See the CAPMC Deprecation Notice for more information.

  • get_node_energy (Deprecated)
  • get_node_energy_stats (Deprecated)
  • get_system_power (Deprecated)

Redfish API

The Redfish API for rack-mounted nodes is the node’s Power resource which is presented by the BMC. OEM properties may be used to augment the Power schema to provide additional power management capabilities.

Power Limiting

CAPMC power limiting controls for compute nodes can query component capabilities and manipulate the node power constraints. This functionality enables external software to establish an upper bound, or estimate a minimum bound, on the amount of power a system or a select subset of the system may consume.

CAPMC API calls provide means for third party software to implement advanced power management strategies using JSON data structures.

The rack-mounted compute nodes support these power limiting and monitoring API calls:

  • get_power_cap_capabilities
  • get_power_cap
  • set_power_cap

In general, rack-mounted compute nodes do not allow for power limiting of any installed accelerators separately from the node limit.

Power limit control will only be valid on a compute node when power limiting is enabled, the node is booted, and the node is in the Ready state as seen via the Hardware State Manager (HSM).

Cray CLI Examples for Standard Rack Compute Node Power Management

  • Get Node Power Control and Limit Settings

    ncn-m001# cray capmc get_power_cap create –-nids NID_LIST --format json
    

    Return the current power limit settings for a node and any accelerators that are installed. Valid settings are only returned if power limiting is enabled on the target nodes.
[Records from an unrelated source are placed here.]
//! `lidarsteer-perception` – geometry and LiDAR-to-camera projection.
//!
//! Turns one LiDAR sweep plus up to three camera images into the
//! per-direction obstacle densities the control laws consume.
//!
//! # Modules
//!
//! - [`transform`] – [`Pose`][transform::Pose]: rigid 4×4 transforms between
//!   sensor, vehicle, world and camera frames.
//! - [`camera`] – [`CameraIntrinsics`][camera::CameraIntrinsics]: pinhole
//!   `K` matrix derived from field of view and image size.
//! - [`pointcloud`] – [`PointCloudFrame`][pointcloud::PointCloudFrame]:
//!   `(x, y, z, intensity)` sweeps and their raw-buffer decoding.
//! - [`colormap`] – shared viridis lookup table for intensity colouring.
//! - [`projection`] – [`project`][projection::project]: projects a sweep into
//!   one camera, filters to the image, scores distance-weighted density and
//!   paints the points onto the image.
//! - [`density`] – [`aggregate`][density::aggregate]: packages the three
//!   camera scores into a [`DirectionalDensity`][lidarsteer_types::DirectionalDensity].

pub mod camera;
pub mod colormap;
pub mod density;
pub mod pointcloud;
pub mod projection;
pub mod transform;

pub use camera::CameraIntrinsics;
pub use pointcloud::{LidarPoint, PointCloudFrame};
pub use projection::{project, ProjectedPoint, Projection};
pub use transform::{Mat4, Pose, Rotation, Vec3};
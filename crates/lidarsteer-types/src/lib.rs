//! Shared data model for the lidarsteer workspace.
//!
//! Everything that crosses a crate boundary lives here: the per-direction
//! density scores produced by perception, the waypoint and control command
//! produced by the control laws, the configuration sections, and the
//! boundary error type.

use std::fmt;

use serde::{Deserialize, Serialize};
use thiserror::Error;

pub mod config;

pub use config::{
    CameraConfig, ControlMode, LidarConfig, OutputConfig, PlannerConfig, ProjectionConfig,
    PursuitConfig, SimulationConfig, SteeringConfig, VehicleConfig,
};

/// Camera viewing direction relative to the vehicle.
///
/// A closed set: every density score and every debug image is keyed by one
/// of these three variants.
#[derive(Debug, Clone, Copy, PartialEq, Eq, Hash, PartialOrd, Ord, Serialize, Deserialize)]
#[serde(rename_all = "lowercase")]
pub enum Direction {
    Front,
    Left,
    Right,
}

impl Direction {
    /// All directions in a fixed processing order.
    pub const ALL: [Direction; 3] = [Direction::Front, Direction::Left, Direction::Right];

    /// Lower-case name, used for log fields and output directory names.
    pub fn as_str(self) -> &'static str {
        match self {
            Direction::Front => "front",
            Direction::Left => "left",
            Direction::Right => "right",
        }
    }
}

impl fmt::Display for Direction {
    fn fmt(&self, f: &mut fmt::Formatter<'_>) -> fmt::Result {
        f.write_str(self.as_str())
    }
}

/// Weighted obstacle density per camera direction.
///
/// A direction that was never set reads as `0.0`, which the control laws
/// interpret as "no obstacle". A vehicle running without one of the three
/// cameras is therefore biased toward the unobserved side.
#[derive(Debug, Clone, Copy, Default, PartialEq, Serialize, Deserialize)]
pub struct DirectionalDensity {
    pub front: f32,
    pub left: f32,
    pub right: f32,
}

impl DirectionalDensity {
    pub fn new(front: f32, left: f32, right: f32) -> Self {
        Self { front, left, right }
    }

    pub fn get(&self, direction: Direction) -> f32 {
        match direction {
            Direction::Front => self.front,
            Direction::Left => self.left,
            Direction::Right => self.right,
        }
    }

    pub fn set(&mut self, direction: Direction, density: f32) {
        match direction {
            Direction::Front => self.front = density,
            Direction::Left => self.left = density,
            Direction::Right => self.right = density,
        }
    }

    /// `true` when the front is strictly clearer than both sides.
    ///
    /// Ties with either side are *not* front-clear.
    pub fn front_is_clearest(&self) -> bool {
        self.front < self.left && self.front < self.right
    }
}

/// Target point in the vehicle frame (X forward, Y right, Z up), metres.
#[derive(Debug, Clone, Copy, Default, PartialEq, Serialize, Deserialize)]
pub struct Waypoint {
    pub forward: f32,
    pub lateral: f32,
    pub vertical: f32,
}

impl Waypoint {
    /// A waypoint on the ground plane (`vertical == 0`).
    pub fn on_ground(forward: f32, lateral: f32) -> Self {
        Self {
            forward,
            lateral,
            vertical: 0.0,
        }
    }
}

/// Maneuver chosen from the directional densities.
#[derive(Debug, Clone, Copy, PartialEq, Eq, Serialize, Deserialize)]
#[serde(rename_all = "UPPERCASE")]
pub enum Maneuver {
    Straight,
    Left,
    Right,
}

impl Maneuver {
    pub fn as_str(self) -> &'static str {
        match self {
            Maneuver::Straight => "STRAIGHT",
            Maneuver::Left => "LEFT",
            Maneuver::Right => "RIGHT",
        }
    }
}

impl fmt::Display for Maneuver {
    fn fmt(&self, f: &mut fmt::Formatter<'_>) -> fmt::Result {
        f.write_str(self.as_str())
    }
}

/// Actuation command handed to the vehicle once per tick.
///
/// `throttle ∈ [0, 1]`, `steer ∈ [-1, 1]` (positive = right),
/// `brake ∈ [0, 1]`.
#[derive(Debug, Clone, Copy, Default, PartialEq, Serialize, Deserialize)]
pub struct ControlCommand {
    pub throttle: f32,
    pub steer: f32,
    pub brake: f32,
}

impl ControlCommand {
    /// Build a command with every field clamped to its valid range.
    ///
    /// NaN inputs collapse to `0.0`.
    pub fn clamped(throttle: f32, steer: f32, brake: f32) -> Self {
        Self {
            throttle: clamp_or_zero(throttle, 0.0, 1.0),
            steer: clamp_or_zero(steer, -1.0, 1.0),
            brake: clamp_or_zero(brake, 0.0, 1.0),
        }
    }

    /// Full stop: no throttle, no steer, full brake.
    pub fn stop() -> Self {
        Self {
            throttle: 0.0,
            steer: 0.0,
            brake: 1.0,
        }
    }
}

fn clamp_or_zero(value: f32, min: f32, max: f32) -> f32 {
    if value.is_nan() {
        0.0
    } else {
        value.clamp(min, max)
    }
}

/// Errors raised at the simulation boundary.
///
/// The perception and control crates never fail; only sensor delivery,
/// actuation, persistence and configuration can.
#[derive(Error, Debug, Serialize, Deserialize)]
pub enum DriveError {
    #[error("Sensor '{sensor}' did not deliver frame {frame} within {waited_ms} ms")]
    SensorTimeout {
        sensor: String,
        frame: u64,
        waited_ms: u64,
    },

    #[error("Sensor '{sensor}' delivered frame {got} while tick {expected} was pending")]
    SensorOutOfSync {
        sensor: String,
        expected: u64,
        got: u64,
    },

    #[error("Sensor '{0}' disconnected")]
    SensorDisconnected(String),

    #[error("Actuation failed on {vehicle}: {details}")]
    Actuation { vehicle: String, details: String },

    #[error("Failed to write image {path}: {details}")]
    ImageWrite { path: String, details: String },

    #[error("Configuration error: {0}")]
    Config(String),

    #[error("Simulation backend error: {0}")]
    Backend(String),
}

#[cfg(test)]
mod tests {
    use super::*;

    #[test]
    fn missing_direction_reads_as_zero() {
        let mut d = DirectionalDensity::default();
        d.set(Direction::Left, 3.0);
        assert_eq!(d.get(Direction::Left), 3.0);
        assert_eq!(d.get(Direction::Front), 0.0);
        assert_eq!(d.get(Direction::Right), 0.0);
    }

    #[test]
    fn front_clear_requires_strictly_lower_front() {
        assert!(DirectionalDensity::new(1.0, 10.0, 2.0).front_is_clearest());
        assert!(!DirectionalDensity::new(5.0, 5.0, 5.0).front_is_clearest());
        assert!(!DirectionalDensity::new(2.0, 2.0, 9.0).front_is_clearest());
    }

    #[test]
    fn clamped_command_respects_ranges() {
        let cmd = ControlCommand::clamped(3.0, -7.5, -0.2);
        assert_eq!(cmd.throttle, 1.0);
        assert_eq!(cmd.steer, -1.0);
        assert_eq!(cmd.brake, 0.0);

        let nan = ControlCommand::clamped(f32::NAN, f32::NAN, f32::NAN);
        assert_eq!(nan, ControlCommand::default());
    }

    #[test]
    fn direction_serializes_lowercase() {
        let json = serde_json::to_string(&Direction::Right).unwrap();
        assert_eq!(json, "\"right\"");
        let back: Direction = serde_json::from_str("\"left\"").unwrap();
        assert_eq!(back, Direction::Left);
    }

    #[test]
    fn maneuver_display_matches_log_labels() {
        assert_eq!(Maneuver::Straight.to_string(), "STRAIGHT");
        assert_eq!(Maneuver::Left.to_string(), "LEFT");
        assert_eq!(Maneuver::Right.to_string(), "RIGHT");
    }

    #[test]
    fn drive_error_display() {
        let err = DriveError::SensorTimeout {
            sensor: "lidar".to_string(),
            frame: 42,
            waited_ms: 2000,
        };
        let msg = err.to_string();
        assert!(msg.contains("lidar"));
        assert!(msg.contains("42"));

        let err2 = DriveError::Actuation {
            vehicle: "ego".to_string(),
            details: "rejected".to_string(),
        };
        assert!(err2.to_string().contains("ego"));
    }
}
    ncn-m001# cray capmc get_power_cap create --nids 4
    {
        "e": 0,
        "err_msg": "",
        "nids": [
            {
                "nid": 4,
                "controls": [
                    {
                        "name": "Chassis Power Control",
                        "val": 500
                    }
                ]
            }
        ]
    }
    
  • Get Power Limiting Capabilities

    ncn-m001# cray capmc get_power_cap_capabilities create –-nids NID_LIST --format json
    

    Return the min and max power limit settings for the node list and any accelerators that are installed.
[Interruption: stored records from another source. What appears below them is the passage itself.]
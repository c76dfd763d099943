//! Fixed-step simulation clock.
//!
//! Counts ticks up to [`SimulationConfig::total_ticks`] and decides which
//! ticks are capture ticks for debug image output.

use lidarsteer_types::SimulationConfig;

#[derive(Debug, Clone)]
pub struct SimClock {
    tick: u64,
    total_ticks: u64,
    capture_every: u64,
    dt: f32,
}

impl SimClock {
    pub fn new(config: &SimulationConfig) -> Self {
        Self {
            tick: 0,
            total_ticks: config.total_ticks(),
            capture_every: config.capture_interval_ticks(),
            dt: config.fixed_delta_seconds(),
        }
    }

    /// Ticks completed so far.
    pub fn tick(&self) -> u64 {
        self.tick
    }

    pub fn total_ticks(&self) -> u64 {
        self.total_ticks
    }

    /// Simulated seconds elapsed.
    pub fn elapsed(&self) -> f32 {
        self.tick as f32 * self.dt
    }

    pub fn is_finished(&self) -> bool {
        self.tick >= self.total_ticks
    }

    /// Count one tick and return its zero-based index, or `None` once the
    /// run is over.
    pub fn advance(&mut self) -> Option<u64> {
        if self.is_finished() {
            return None;
        }
        let index = self.tick;
        self.tick += 1;
        Some(index)
    }

    /// `true` on every `capture_interval_ticks`-th tick, starting at 0.
    pub fn should_capture(&self, tick: u64) -> bool {
        tick % self.capture_every == 0
    }
}

#[cfg(test)]
mod tests {
    use super::*;

    fn config(fps: u32, duration: f64, capture: f64) -> SimulationConfig {
        SimulationConfig {
            fps,
            simulation_duration: duration,
            capture_interval: capture,
        }
    }

    #[test]
    fn runs_exactly_total_ticks() {
        let mut clock = SimClock::new(&config(20, 1.0, 0.5));
        let ticks: Vec<u64> = std::iter::from_fn(|| clock.advance()).collect();
        assert_eq!(ticks.len(), 20);
        assert_eq!(ticks.first(), Some(&0));
        assert_eq!(ticks.last(), Some(&19));
        assert!(clock.is_finished());
        assert!((clock.elapsed() - 1.0).abs() < 1e-5);
    }

    #[test]
    fn captures_on_interval() {
        let clock = SimClock::new(&config(20, 30.0, 0.5));
        let captured: Vec<u64> = (0..30).filter(|t| clock.should_capture(*t)).collect();
        assert_eq!(captured, vec![0, 10, 20]);
    }

    #[test]
    fn short_interval_captures_every_tick() {
        let clock = SimClock::new(&config(10, 1.0, 0.01));
        assert!((0..10).all(|t| clock.should_capture(t)));
    }

    #[test]
    fn zero_duration_never_ticks() {
        let mut clock = SimClock::new(&config(20, 0.0, 0.5));
        assert_eq!(clock.total_ticks(), 0);
        assert_eq!(clock.advance(), None);
    }
}
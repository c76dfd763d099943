//! Headless simulation backend for tests and offline runs.
//!
//! [`SimWorld`] stands in for the external simulator: a kinematic bicycle
//! vehicle drives among static cylindrical pillars, a LiDAR returns the
//! pillar surface samples within range and vertical FOV (no occlusion), and
//! every camera returns a flat grey frame. It is fully deterministic.
//!
//! # Example
//!
//! ```rust
//! use std::time::Duration;
//! use lidarsteer_hal::backend::SimulationBackend;
//! use lidarsteer_hal::sim::{SimScene, SimWorld};
//! use lidarsteer_perception::Pose;
//!
//! let scene = SimScene::slalom(&Pose::identity(), 3, 12.0, 2.0);
//! let (mut world, rig) = SimWorld::builder().scene(scene).build();
//!
//! let frame = world.tick().expect("sim tick must succeed");
//! let sweep = rig.lidar.recv_frame(frame, Duration::from_millis(50)).unwrap();
//! assert!(!sweep.cloud.is_empty());
//! ```

use image::{Rgb, RgbImage};
use lidarsteer_perception::{LidarPoint, PointCloudFrame, Pose, Rotation, Vec3};
use lidarsteer_types::{
    CameraConfig, ControlCommand, DriveError, LidarConfig, SimulationConfig, VehicleConfig,
};
use tracing::{debug, trace};

use crate::backend::SimulationBackend;
use crate::camera::{CameraFrame, LidarSweep};
use crate::rig::{SensorFeeds, SensorLayout, SensorRig};

// ────────────────────────────────────────────────────────────────────────────
// Vehicle model constants
// ────────────────────────────────────────────────────────────────────────────

const WHEELBASE_M: f32 = 2.9;
const MAX_STEER_DEG: f32 = 35.0;
const MAX_ACCEL: f32 = 4.0;
const MAX_DECEL: f32 = 8.0;
const DRAG: f32 = 0.05;
/// Atmospheric attenuation used for LiDAR intensity: `exp(-a · d)`.
const LIDAR_ATTENUATION: f32 = 0.004;
const CAMERA_FILL: Rgb<u8> = Rgb([96, 96, 96]);

// ────────────────────────────────────────────────────────────────────────────
// Scene
// ────────────────────────────────────────────────────────────────────────────

/// Vertical cylinder standing on the ground plane.
#[derive(Debug, Clone, Copy, PartialEq)]
pub struct Pillar {
    pub x: f32,
    pub y: f32,
    pub radius: f32,
    pub height: f32,
}

/// Static obstacles of the simulated world.
#[derive(Debug, Clone, Default, PartialEq)]
pub struct SimScene {
    pub pillars: Vec<Pillar>,
}

impl SimScene {
    pub fn empty() -> Self {
        Self::default()
    }

    pub fn with_pillar(mut self, pillar: Pillar) -> Self {
        self.pillars.push(pillar);
        self
    }

    /// `count` pillars every `spacing` metres ahead of `start`, alternating
    /// `offset` metres right and left of its heading.
    pub fn slalom(start: &Pose, count: usize, spacing: f32, offset: f32) -> Self {
        let pillars = (0..count)
            .map(|i| {
                let lateral = if i % 2 == 0 { offset } else { -offset };
                let at = start.transform_point(Vec3::new(spacing * (i + 1) as f32, lateral, 0.0));
                Pillar {
                    x: at.x,
                    y: at.y,
                    radius: 0.6,
                    height: 3.0,
                }
            })
            .collect();
        Self { pillars }
    }

    /// World-frame points on every pillar surface: rings every 0.25 m,
    /// 24 samples per ring.
    fn surface_samples(&self) -> Vec<Vec3> {
        const RING_STEP: f32 = 0.25;
        const PER_RING: usize = 24;
        let mut samples = Vec::new();
        for p in &self.pillars {
            let rings = (p.height / RING_STEP).floor() as usize + 1;
            for r in 0..rings {
                let z = r as f32 * RING_STEP;
                for k in 0..PER_RING {
                    let a = k as f32 / PER_RING as f32 * std::f32::consts::TAU;
                    samples.push(Vec3::new(p.x + p.radius * a.cos(), p.y + p.radius * a.sin(), z));
                }
            }
        }
        samples
    }
}

// ────────────────────────────────────────────────────────────────────────────
// SimWorld builder
// ────────────────────────────────────────────────────────────────────────────

/// Builder for [`SimWorld`]; every setting defaults to the stock config.
#[derive(Default)]
pub struct SimWorldBuilder {
    simulation: SimulationConfig,
    vehicle: VehicleConfig,
    lidar: LidarConfig,
    camera: CameraConfig,
    layout: SensorLayout,
    scene: SimScene,
}

impl SimWorldBuilder {
    pub fn simulation(mut self, config: &SimulationConfig) -> Self {
        self.simulation = config.clone();
        self
    }

    pub fn vehicle(mut self, config: &VehicleConfig) -> Self {
        self.vehicle = config.clone();
        self
    }

    pub fn lidar(mut self, config: &LidarConfig) -> Self {
        self.lidar = config.clone();
        self
    }

    pub fn camera(mut self, config: &CameraConfig) -> Self {
        self.camera = config.clone();
        self
    }

    pub fn layout(mut self, layout: SensorLayout) -> Self {
        self.layout = layout;
        self
    }

    pub fn scene(mut self, scene: SimScene) -> Self {
        self.scene = scene;
        self
    }

    /// Spawn the vehicle and return the world with the consumer side of its
    /// sensor queues.
    pub fn build(self) -> (SimWorld, SensorRig) {
        let (rig, feeds) = SensorRig::for_layout(&self.layout);
        let samples = self.scene.surface_samples();
        debug!(
            pillars = self.scene.pillars.len(),
            samples = samples.len(),
            cameras = self.layout.cameras.len(),
            "sim world spawned"
        );
        let world = SimWorld {
            vehicle_id: "ego".to_string(),
            frame: 0,
            dt: self.simulation.fixed_delta_seconds(),
            x: self.vehicle.spawn_x,
            y: self.vehicle.spawn_y,
            z: self.vehicle.spawn_z,
            yaw_deg: self.vehicle.spawn_yaw,
            speed: 0.0,
            control: ControlCommand::default(),
            layout: self.layout,
            lidar: self.lidar,
            camera: self.camera,
            samples,
            feeds,
        };
        (world, rig)
    }
}

// ────────────────────────────────────────────────────────────────────────────
// SimWorld
// ────────────────────────────────────────────────────────────────────────────

/// Deterministic stand-in for the external simulator.
pub struct SimWorld {
    vehicle_id: String,
    frame: u64,
    dt: f32,
    x: f32,
    y: f32,
    z: f32,
    yaw_deg: f32,
    speed: f32,
    control: ControlCommand,
    layout: SensorLayout,
    lidar: LidarConfig,
    camera: CameraConfig,
    samples: Vec<Vec3>,
    feeds: SensorFeeds,
}

impl SimWorld {
    pub fn builder() -> SimWorldBuilder {
        SimWorldBuilder::default()
    }

    /// Frame number of the most recent tick (0 before the first tick).
    pub fn frame(&self) -> u64 {
        self.frame
    }

    /// Command currently applied to the vehicle.
    pub fn control(&self) -> ControlCommand {
        self.control
    }

    fn step_vehicle(&mut self) {
        let c = self.control;
        let accel = c.throttle * MAX_ACCEL - c.brake * MAX_DECEL - DRAG * self.speed;
        self.speed = (self.speed + accel * self.dt).max(0.0);

        let steer_angle = (c.steer * MAX_STEER_DEG).to_radians();
        let yaw_rate = self.speed / WHEELBASE_M * steer_angle.tan();
        self.yaw_deg += yaw_rate.to_degrees() * self.dt;

        let (sin, cos) = self.yaw_deg.to_radians().sin_cos();
        self.x += self.speed * cos * self.dt;
        self.y += self.speed * sin * self.dt;
    }

    /// Pillar samples visible to a LiDAR at `lidar_pose`, in its local frame.
    fn sweep(&self, lidar_pose: &Pose) -> PointCloudFrame {
        let to_local = lidar_pose.inverse_matrix();
        self.samples
            .iter()
            .filter_map(|world| {
                let p = to_local.transform_point(*world);
                let distance = p.norm();
                let elevation = p.z.atan2((p.x * p.x + p.y * p.y).sqrt()).to_degrees();
                let in_view = distance > 0.0
                    && distance <= self.lidar.range
                    && elevation >= self.lidar.lower_fov
                    && elevation <= self.lidar.upper_fov;
                in_view.then(|| {
                    LidarPoint::new(p.x, p.y, p.z, (-LIDAR_ATTENUATION * distance).exp())
                })
            })
            .collect()
    }
}

impl SimulationBackend for SimWorld {
    fn vehicle_id(&self) -> &str {
        &self.vehicle_id
    }

    fn tick(&mut self) -> Result<u64, DriveError> {
        self.step_vehicle();
        self.frame += 1;
        let frame = self.frame;

        let vehicle_pose = self.vehicle_pose();
        let lidar_pose = vehicle_pose.compose(&self.layout.lidar);
        let cloud = self.sweep(&lidar_pose);
        trace!(frame, points = cloud.len(), "sim lidar sweep");
        self.feeds.lidar.publish(LidarSweep {
            frame,
            pose: lidar_pose,
            cloud,
        })?;

        for (direction, mount) in &self.layout.cameras {
            if let Some(feed) = self.feeds.cameras.get(direction) {
                feed.publish(CameraFrame {
                    frame,
                    direction: *direction,
                    pose: vehicle_pose.compose(mount),
                    image: RgbImage::from_pixel(self.camera.width, self.camera.height, CAMERA_FILL),
                })?;
            }
        }
        Ok(frame)
    }

    fn apply_control(&mut self, control: &ControlCommand) -> Result<(), DriveError> {
        if control.throttle.is_nan() || control.steer.is_nan() || control.brake.is_nan() {
            return Err(DriveError::Actuation {
                vehicle: self.vehicle_id.clone(),
                details: format!("non-finite command {control:?}"),
            });
        }
        self.control = ControlCommand::clamped(control.throttle, control.steer, control.brake);
        Ok(())
    }

    fn vehicle_speed(&self) -> f32 {
        self.speed
    }

    fn vehicle_pose(&self) -> Pose {
        Pose::new(
            Vec3::new(self.x, self.y, self.z),
            Rotation::from_yaw(self.yaw_deg),
        )
    }
}

// ────────────────────────────────────────────────────────────────────────────
// Tests
// ────────────────────────────────────────────────────────────────────────────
    ncn-m001# cray capmc get_power_cap_capabilities create --nids 4 --format json
    {
        "e": 0,
        "err_msg": "",
        "groups": [
            {
                "name": "3_AuthenticAMD_64c_244GiB_3200MHz_NoAccel",
                "desc": "3_AuthenticAMD_64c_244GiB_3200MHz_NoAccel",
                "host_limit_max": 0,
                "host_limit_min": 0,
                "static": 0,
                "supply": 900,
                "powerup": 0,
                "nids": [
                    4
                ],
                "controls": [
                    {
                        "name": "Chassis Power Control",
                        "desc": "Chassis Power Control",
                        "max": 900,
                        "min": 61
                    }
                ]
            }
        ]
    }
    
  • Set Node Power Limit

    ncn-m001#  cray capmc set_power_cap create --nids NID_LIST --control CONTROL_NAME VALUE --format json
    

    Set the total power limit of the node by using the name of the node control. The power provided to the host CPU and memory is the total node power limit minus the power limits of each of the accelerators installed on the node.
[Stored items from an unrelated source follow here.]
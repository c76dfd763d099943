//! Reactive steering law: densities straight to throttle/steer.
//!
//! - Front strictly clearer than both sides → drive straight.
//! - Otherwise steer proportionally to the side imbalance,
//!   `steer = (left - right) / (left + right) · gain`, so a denser left side
//!   gives a positive (rightward) steer.
//!
//! Throttle is constant and brake is always zero in this mode.
//!
//! # Example
//!
//! ```rust
//! use lidarsteer_control::steering::reactive_steer;
//! use lidarsteer_types::{DirectionalDensity, SteeringConfig};
//!
//! let cfg = SteeringConfig { throttle: 0.3, steering_gain: 0.8 };
//! let cmd = reactive_steer(&DirectionalDensity::new(10.0, 8.0, 2.0), &cfg);
//! assert!(cmd.steer > 0.0);
//! assert_eq!(cmd.brake, 0.0);
//! ```

use lidarsteer_types::{ControlCommand, DirectionalDensity, SteeringConfig};
use tracing::debug;

/// Map the three directional densities to an actuation command.
pub fn reactive_steer(densities: &DirectionalDensity, config: &SteeringConfig) -> ControlCommand {
    let steer = if densities.front_is_clearest() {
        0.0
    } else {
        let total_side = densities.left + densities.right;
        if total_side > 0.0 {
            (densities.left - densities.right) / total_side * config.steering_gain
        } else {
            0.0
        }
    };

    let cmd = ControlCommand::clamped(config.throttle, steer, 0.0);
    debug!(
        front = densities.front,
        left = densities.left,
        right = densities.right,
        direction = steering_direction(densities),
        steer = cmd.steer,
        throttle = cmd.throttle,
        "reactive steering"
    );
    cmd
}

/// Human-readable steering decision for logs.
pub fn steering_direction(densities: &DirectionalDensity) -> &'static str {
    if densities.front_is_clearest() {
        "STRAIGHT (front clear)"
    } else if densities.left > densities.right {
        "RIGHT"
    } else if densities.right > densities.left {
        "LEFT"
    } else {
        "STRAIGHT"
    }
}

#[cfg(test)]
mod tests {
    use super::*;

    fn cfg(gain: f32) -> SteeringConfig {
        SteeringConfig {
            throttle: 0.3,
            steering_gain: gain,
        }
    }

    fn steer(front: f32, left: f32, right: f32) -> ControlCommand {
        reactive_steer(&DirectionalDensity::new(front, left, right), &cfg(0.8))
    }

    #[test]
    fn all_equal_falls_through_to_zero_steer() {
        let cmd = steer(5.0, 5.0, 5.0);
        assert_eq!(cmd.steer, 0.0);
        assert_eq!(steering_direction(&DirectionalDensity::new(5.0, 5.0, 5.0)), "STRAIGHT");
    }

    #[test]
    fn front_strictly_clearest_goes_straight() {
        let cmd = steer(1.0, 10.0, 2.0);
        assert_eq!(cmd.steer, 0.0);
        assert_eq!(
            steering_direction(&DirectionalDensity::new(1.0, 10.0, 2.0)),
            "STRAIGHT (front clear)"
        );
    }

    #[test]
    fn front_tied_with_one_side_steers_proportionally() {
        // front == right, so the straight branch does not apply.
        let cmd = steer(2.0, 6.0, 2.0);
        assert!((cmd.steer - 0.5 * 0.8).abs() < 1e-6);
    }

    #[test]
    fn denser_left_steers_right() {
        let cmd = steer(10.0, 8.0, 2.0);
        assert!(cmd.steer > 0.0);
        assert!((cmd.steer - (6.0 / 10.0) * 0.8).abs() < 1e-6);
        assert_eq!(steering_direction(&DirectionalDensity::new(10.0, 8.0, 2.0)), "RIGHT");
    }

    #[test]
    fn denser_right_steers_left() {
        let cmd = steer(10.0, 2.0, 8.0);
        assert!(cmd.steer < 0.0);
        assert_eq!(steering_direction(&DirectionalDensity::new(10.0, 2.0, 8.0)), "LEFT");
    }

    #[test]
    fn no_side_density_gives_zero_steer() {
        let cmd = steer(3.0, 0.0, 0.0);
        assert_eq!(cmd.steer, 0.0);
        assert_eq!(steer(0.0, 0.0, 0.0).steer, 0.0);
    }

    #[test]
    fn large_gain_is_clamped() {
        let cmd = reactive_steer(&DirectionalDensity::new(10.0, 9.0, 1.0), &cfg(50.0));
        assert_eq!(cmd.steer, 1.0);
        let cmd = reactive_steer(&DirectionalDensity::new(10.0, 1.0, 9.0), &cfg(50.0));
        assert_eq!(cmd.steer, -1.0);
    }

    #[test]
    fn throttle_constant_and_brake_zero() {
        for d in [(1.0, 2.0, 3.0), (9.0, 1.0, 1.0), (4.0, 8.0, 0.0)] {
            let cmd = steer(d.0, d.1, d.2);
            assert_eq!(cmd.throttle, 0.3);
            assert_eq!(cmd.brake, 0.0);
        }
    }

    #[test]
    fn out_of_range_throttle_is_clamped() {
        let cmd = reactive_steer(
            &DirectionalDensity::new(1.0, 2.0, 3.0),
            &SteeringConfig {
                throttle: 1.7,
                steering_gain: 0.8,
            },
        );
        assert_eq!(cmd.throttle, 1.0);
    }
}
    ncn-m001# cray capmc set_power_cap create --nids 4 --control "Chassis Power Control" 600
    {
        "e": 0,
        "err_msg": "",
        "nids": [
            {
                "nid": 4,
                "e": 0,
                "err_msg": ""
            }
        ]
    }
    

    Multiple controls can be set at the same time on multiple nodes, but all target nodes must have the same set of controls available, otherwise the call will fail.

    ncn-m001# cray capmc set_power_cap create \
    --nids [1-4] --control "Chassis Power Control" 600
    {
        "e": 0,
        "err_msg": "",
        "nids": [
            {
                "nid": 1,
                "e": 0,
                "err_msg": ""
            },
            {
                "nid": 2,
                "e": 0,
                "err_msg": ""
            },
            {
                "nid": 3,
                "e": 0,
                "err_msg": ""
            },
            {
                "nid": 4,
                "e": 0,
                "err_msg": ""
            }
        ]
    }
    
  • Remove Node Power Limit (Set to Default)

    ncn-m001#  cray capmc set_power_cap create --nids NID_LIST --control CONTROL_NAME 0 --format json
    

    Reset the power limit to the default maximum. Alternatively, using the max value returned from get_power_cap_capabilities may also be used. Multiple controls can be set at the same time on multiple nodes, but all target nodes must have the same set of controls available, otherwise the call will fail.

    ncn-m001# cray capmc set_power_cap create --nids 4 --control "Node Power Limit" 0
    {
        "e": 0,
        "err_msg": "",
        "nids": [
            {
                "nid": 4,
                "e": 0,
                "err_msg": ""
            }
        ]
    }
    

Enable and Disable Power Limiting

Gigabyte

  • Enable Power Limiting

    ncn-m001# curl -k -u $login:$pass -H "Content-Type: application/json" \
    -X POST https://${BMC}/redfish/v1/Chassis/Self/Power/Actions/LimitTrigger \
    --data '{"PowerLimitTrigger": "Activate"}'
    
  • Deactivate Node Power Limit

    ncn-m001# curl -k -u $login:$pass -H "Content-Type: application/json" \
    -X POST https://${BMC}/redfish/v1/Chassis/Self/Power/Actions/LimitTrigger \
    --data '{"PowerLimitTrigger": "Deactivate"}'